PROBLEM TO SOLVE:
From the entries, copy each line that includes "file".

SUPPLIED MATERIAL:
//! Storefront configuration loaded from environment variables.
//!
//! # Environment Variables
//!
//! ## Required
//! - `STOREFRONT_DATABASE_URL` - `PostgreSQL` connection string for the session store
//! - `STOREFRONT_BASE_URL` - Public URL for the storefront
//! - `STOREFRONT_SESSION_SECRET` - Cookie signing secret (min 32 chars, high entropy)
//! - `GYM_API_BASE_URL` - Base URL of the gym REST backend
//! - `GYM_API_KEY` - Server-to-server key for the gym backend
//! - `PAYMENT_KEY_ID` - Public key ID handed to the payment widget
//!
//! ## Optional
//! - `STOREFRONT_HOST` - Bind address (default: 127.0.0.1)
//! - `STOREFRONT_PORT` - Listen port (default: 3000)
//! - `STOREFRONT_RATE_LIMIT` - Rate limit auth endpoints (default: true)
//! - `GYM_API_TIMEOUT_SECS` - Backend request timeout (default: 15)
//! - `GYM_CACHE_TTL_SECS` - Catalog cache TTL (default: 300)
//! - `CHECKOUT_LOCK_TTL_SECS` - How long a pending checkout holds stock (default: 600)
//! - `PAYMENT_CURRENCY` - Currency charged (default: INR)
//! - `SENTRY_DSN` - Sentry error tracking DSN
//! - `SENTRY_ENVIRONMENT` - Sentry environment tag
//! - `SENTRY_SAMPLE_RATE` - Error sample rate (default: 1.0)
//! - `SENTRY_TRACES_SAMPLE_RATE` - Trace sample rate (default: 0.1)

use std::collections::HashMap;
use std::net::{IpAddr, SocketAddr};
use std::str::FromStr;
use std::time::Duration;

use ironhouse_core::CurrencyCode;
use secrecy::{ExposeSecret, SecretString};
use thiserror::Error;
use url::Url;

const MIN_SESSION_SECRET_LENGTH: usize = 32;
const MIN_ENTROPY_BITS_PER_CHAR: f64 = 3.3;

/// Blocklist of common placeholder patterns (case-insensitive)
const PLACEHOLDER_PATTERNS: &[&str] = &[
    "your-",
    "changeme",
    "replace",
    "placeholder",
    "example",
    "secret",
    "password",
    "xxx",
    "todo",
    "fixme",
    "insert",
    "enter-",
    "put-your",
    "add-your",
];

/// Configuration errors that can occur during loading.
#[derive(Debug, Error)]
pub enum ConfigError {
    #[error("Missing environment variable: {0}")]
    MissingEnvVar(String),
    #[error("Invalid environment variable {0}: {1}")]
    InvalidEnvVar(String, String),
    #[error("Insecure secret in {0}: {1}")]
    InsecureSecret(String, String),
}

/// Storefront application configuration.
#[derive(Debug, Clone)]
pub struct StorefrontConfig {
    /// `PostgreSQL` database connection URL (contains password)
    pub database_url: SecretString,
    /// IP address to bind the server to
    pub host: IpAddr,
    /// Port to listen on
    pub port: u16,
    /// Public base URL for the storefront
    pub base_url: String,
    /// Cookie signing secret
    pub session_secret: SecretString,
    /// Whether auth endpoints are rate limited per client IP
    pub rate_limit_auth: bool,
    /// Gym backend connection settings
    pub gym_api: GymApiConfig,
    /// Checkout and payment settings
    pub checkout: CheckoutConfig,
    /// Sentry DSN for error tracking
    pub sentry_dsn: Option<String>,
    pub sentry_environment: Option<String>,
    pub sentry_sample_rate: f32,
    pub sentry_traces_sample_rate: f32,
}

/// Gym backend connection settings.
///
/// Implements `Debug` manually to redact the API key.
#[derive(Clone)]
pub struct GymApiConfig {
    /// Base URL, e.g. `https://api.ironhousegym.in`
    pub base_url: Url,
    /// Server-to-server API key
    pub api_key: SecretString,
    /// Per-request timeout
    pub timeout: Duration,
    /// TTL for cached catalog reads
    pub cache_ttl: Duration,
}

impl std::fmt::Debug for GymApiConfig {
    fn fmt(&self, f: &mut std::fmt::Formatter<'_>) -> std::fmt::Result {
        f.debug_struct("GymApiConfig")
            .field("base_url", &self.base_url.as_str())
            .field("api_key", &"[REDACTED]")
            .field("timeout", &self.timeout)
            .field("cache_ttl", &self.cache_ttl)
            .finish()
    }
}

/// Checkout and payment settings.
#[derive(Debug, Clone)]
pub struct CheckoutConfig {
    /// Public key ID for the payment widget
    pub payment_key_id: String,
    /// Currency every order is charged in
    pub currency: CurrencyCode,
    /// How long stock locks are held for an unpaid checkout
    pub lock_ttl: Duration,
}

impl StorefrontConfig {
    /// Load configuration from environment variables.
    ///
    /// Calls `dotenvy::dotenv()` to load from `.env` file if present.
    ///
    /// # Errors
    ///
    /// Returns `ConfigError` if required variables are missing, invalid, or
    /// if secrets fail validation (placeholder detection, entropy check).
    pub fn from_env() -> Result<Self, ConfigError> {
        // Load .env file if present (ignore errors if not found)
        let _ = dotenvy::dotenv();

        let database_url = get_database_url("STOREFRONT_DATABASE_URL")?;
        let host = get_parsed_or_default::<IpAddr>("STOREFRONT_HOST", "127.0.0.1")?;
        let port = get_parsed_or_default::<u16>("STOREFRONT_PORT", "3000")?;
        let base_url = get_required_env("STOREFRONT_BASE_URL")?;
        let session_secret = get_validated_secret("STOREFRONT_SESSION_SECRET")?;
        validate_session_secret(&session_secret, "STOREFRONT_SESSION_SECRET")?;
        let rate_limit_auth = get_parsed_or_default::<bool>("STOREFRONT_RATE_LIMIT", "true")?;

        let gym_api = GymApiConfig::from_env()?;
        let checkout = CheckoutConfig::from_env()?;

        let sentry_dsn = get_optional_env("SENTRY_DSN");
        let sentry_environment = get_optional_env("SENTRY_ENVIRONMENT");
        let sentry_sample_rate = get_parsed_or_default::<f32>("SENTRY_SAMPLE_RATE", "1.0")?;
        let sentry_traces_sample_rate =
            get_parsed_or_default::<f32>("SENTRY_TRACES_SAMPLE_RATE", "0.1")?;

        Ok(Self {
            database_url,
            host,
            port,
            base_url,
            session_secret,
            rate_limit_auth,
            gym_api,
            checkout,
            sentry_dsn,
            sentry_environment,
            sentry_sample_rate,
            sentry_traces_sample_rate,
        })
    }

    /// Returns the socket address for binding the server.
    #[must_use]
    pub const fn socket_addr(&self) -> SocketAddr {
        SocketAddr::new(self.host, self.port)
    }

    /// Whether cookies should carry the `Secure` flag.
    #[must_use]
    pub fn is_secure(&self) -> bool {
        self.base_url.starts_with("https://")
    }
}

impl GymApiConfig {
    fn from_env() -> Result<Self, ConfigError> {
        let raw = get_required_env("GYM_API_BASE_URL")?;
        let base_url = Url::parse(&raw)
            .map_err(|e| ConfigError::InvalidEnvVar("GYM_API_BASE_URL".to_string(), e.to_string()))?;
        if base_url.cannot_be_a_base() {
            return Err(ConfigError::InvalidEnvVar(
                "GYM_API_BASE_URL".to_string(),
                "must be an http(s) URL".to_string(),
            ));
        }

        Ok(Self {
            base_url,
            api_key: get_validated_secret("GYM_API_KEY")?,
            timeout: Duration::from_secs(get_parsed_or_default("GYM_API_TIMEOUT_SECS", "15")?),
            cache_ttl: Duration::from_secs(get_parsed_or_default("GYM_CACHE_TTL_SECS", "300")?),
        })
    }
}

impl CheckoutConfig {
    fn from_env() -> Result<Self, ConfigError> {
        Ok(Self {
            payment_key_id: get_required_env("PAYMENT_KEY_ID")?,
            currency: get_parsed_or_default("PAYMENT_CURRENCY", "INR")?,
            lock_ttl: Duration::from_secs(get_parsed_or_default("CHECKOUT_LOCK_TTL_SECS", "600")?),
        })
    }
}

// =============================================================================
// Helper Functions
// =============================================================================

/// Get a required environment variable.
fn get_required_env(key: &str) -> Result<String, ConfigError> {
    std::env::var(key).map_err(|_| ConfigError::MissingEnvVar(key.to_string()))
}

/// Get database URL with fallback to generic `DATABASE_URL`.
fn get_database_url(primary_key: &str) -> Result<SecretString, ConfigError> {
    if let Ok(value) = std::env::var(primary_key) {
        return Ok(SecretString::from(value));
    }
    if let Ok(value) = std::env::var("DATABASE_URL") {
        return Ok(SecretString::from(value));
    }
    Err(ConfigError::MissingEnvVar(primary_key.to_string()))
}

/// Get an optional environment variable.
fn get_optional_env(key: &str) -> Option<String> {
    std::env::var(key).ok().filter(|v| !v.trim().is_empty())
}

/// Get an environment variable with a default value.
fn get_env_or_default(key: &str, default: &str) -> String {
    std::env::var(key).unwrap_or_else(|_| default.to_string())
}

/// Parse an environment variable, falling back to `default` when unset.
fn get_parsed_or_default<T>(key: &str, default: &str) -> Result<T, ConfigError>
where
    T: FromStr,
    T::Err: std::fmt::Display,
{
    get_env_or_default(key, default)
        .trim()
        .parse::<T>()
        .map_err(|e| ConfigError::InvalidEnvVar(key.to_string(), e.to_string()))
}

/// Validate that a session secret meets minimum length requirements.
fn validate_session_secret(secret: &SecretString, var_name: &str) -> Result<(), ConfigError> {
    let value = secret.expose_secret();
    if value.len() < MIN_SESSION_SECRET_LENGTH {
        return Err(ConfigError::InsecureSecret(
            var_name.to_string(),
            format!(
                "must be at least {} characters (got {})",
                MIN_SESSION_SECRET_LENGTH,
                value.len()
            ),
        ));
    }
    Ok(())
}

/// Calculate Shannon entropy in bits per character.
fn shannon_entropy(s: &str) -> f64 {
    if s.is_empty() {
        return 0.0;
    }

    let mut freq: HashMap<char, usize> = HashMap::new();
    for c in s.chars() {
        *freq.entry(c).or_insert(0) += 1;
    }

    #[allow(clippy::cast_precision_loss)] // String length will never exceed f64 precision
    let len = s.chars().count() as f64;
    freq.values()
        .map(|&count| {
            #[allow(clippy::cast_precision_loss)]
            let p = count as f64 / len;
            -p * p.log2()
        })
        .sum()
}

/// Validate that a secret is not a placeholder and has sufficient entropy.
fn validate_secret_strength(secret: &str, var_name: &str) -> Result<(), ConfigError> {
    let lower = secret.to_lowercase();

    if let Some(pattern) = PLACEHOLDER_PATTERNS.iter().find(|p| lower.contains(*p)) {
        return Err(ConfigError::InsecureSecret(
            var_name.to_string(),
            format!("appears to be a placeholder (contains '{pattern}')"),
        ));
    }

    let entropy = shannon_entropy(secret);
    if entropy < MIN_ENTROPY_BITS_PER_CHAR {
        return Err(ConfigError::InsecureSecret(
            var_name.to_string(),
            format!(
                "entropy too low ({entropy:.2} bits/char, need >= {MIN_ENTROPY_BITS_PER_CHAR:.1}). Use a randomly generated secret."
            ),
        ));
    }

    Ok(())
}

/// Load and validate a secret from environment.
fn get_validated_secret(key: &str) -> Result<SecretString, ConfigError> {
    let value = get_required_env(key)?;
    validate_secret_strength(&value, key)?;
    Ok(SecretString::from(value))
}

#[cfg(test)]
#[allow(clippy::unwrap_used)]
mod tests {
    use super::*;

    fn gym_api() -> GymApiConfig {
        GymApiConfig {
            base_url: Url::parse("https://api.ironhousegym.in").unwrap(),
            api_key: SecretString::from("gk_live_9fQ2xV7pLm4Rt8Zc"),
            timeout: Duration::from_secs(15),
            cache_ttl: Duration::from_secs(300),
        }
    }

    #[test]
    fn test_shannon_entropy_edges() {
        assert!((shannon_entropy("") - 0.0).abs() < f64::EPSILON);
        assert!((shannon_entropy("aaaaaaa") - 0.0).abs() < f64::EPSILON);
        assert!((shannon_entropy("ab") - 1.0).abs() < 0.01);
        assert!(shannon_entropy("aB3$xY9!mK2@nL5#") > 3.3);
    }

    #[test]
    fn test_validate_secret_strength_rejects_placeholders() {
        for value in ["your-api-key-here", "changeme123", "gym-secret-key"] {
            let err = validate_secret_strength(value, "GYM_API_KEY").unwrap_err();
            assert!(matches!(err, ConfigError::InsecureSecret(_, _)), "{value}");
        }
    }

    #[test]
    fn test_validate_secret_strength_low_entropy() {
        let result = validate_secret_strength("abababababababababababababab", "TEST_VAR");
        assert!(matches!(result, Err(ConfigError::InsecureSecret(_, _))));
    }

    #[test]
    fn test_validate_secret_strength_valid() {
        assert!(validate_secret_strength("aB3$xY9!mK2@nL5#pQ7&rT0*uW4^zC6", "TEST_VAR").is_ok());
    }

    #[test]
    fn test_validate_session_secret_length() {
        assert!(validate_session_secret(&SecretString::from("short"), "S").is_err());
        assert!(validate_session_secret(&SecretString::from("a".repeat(32)), "S").is_ok());
    }

    #[test]
    fn test_parse_currency_code() {
        assert_eq!("INR".parse::<CurrencyCode>().unwrap(), CurrencyCode::INR);
        assert!("XYZ".parse::<CurrencyCode>().is_err());
    }

    #[test]
    fn test_socket_addr_and_secure_flag() {
        let config = StorefrontConfig {
            database_url: SecretString::from("postgres://localhost/test"),
            host: "127.0.0.1".parse().unwrap(),
            port: 3000,
            base_url: "http://localhost:3000".to_string(),
            session_secret: SecretString::from("x".repeat(32)),
            rate_limit_auth: true,
            gym_api: gym_api(),
            checkout: CheckoutConfig {
                payment_key_id: "rzp_test_abc".to_string(),
                currency: CurrencyCode::INR,
                lock_ttl: Duration::from_secs(600),
            },
            sentry_dsn: None,
            sentry_environment: None,
            sentry_sample_rate: 1.0,
            sentry_traces_sample_rate: 0.1,
        };

        let addr = config.socket_addr();
        assert_eq!(addr.ip().to_string(), "127.0.0.1");
        assert_eq!(addr.port(), 3000);
        assert!(!config.is_secure());
    }

    #[test]
    fn test_gym_api_config_debug_redacts_key() {
        let debug_output = format!("{:?}", gym_api());
        assert!(debug_output.contains("api.ironhousegym.in"));
        assert!(debug_output.contains("[REDACTED]"));
        assert!(!debug_output.contains("gk_live_9fQ2xV7pLm4Rt8Zc"));
    }
}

ANSWER SPACE:
    /// Calls `dotenvy::dotenv()` to load from `.env` file if present.
        // Load .env file if present (ignore errors if not found)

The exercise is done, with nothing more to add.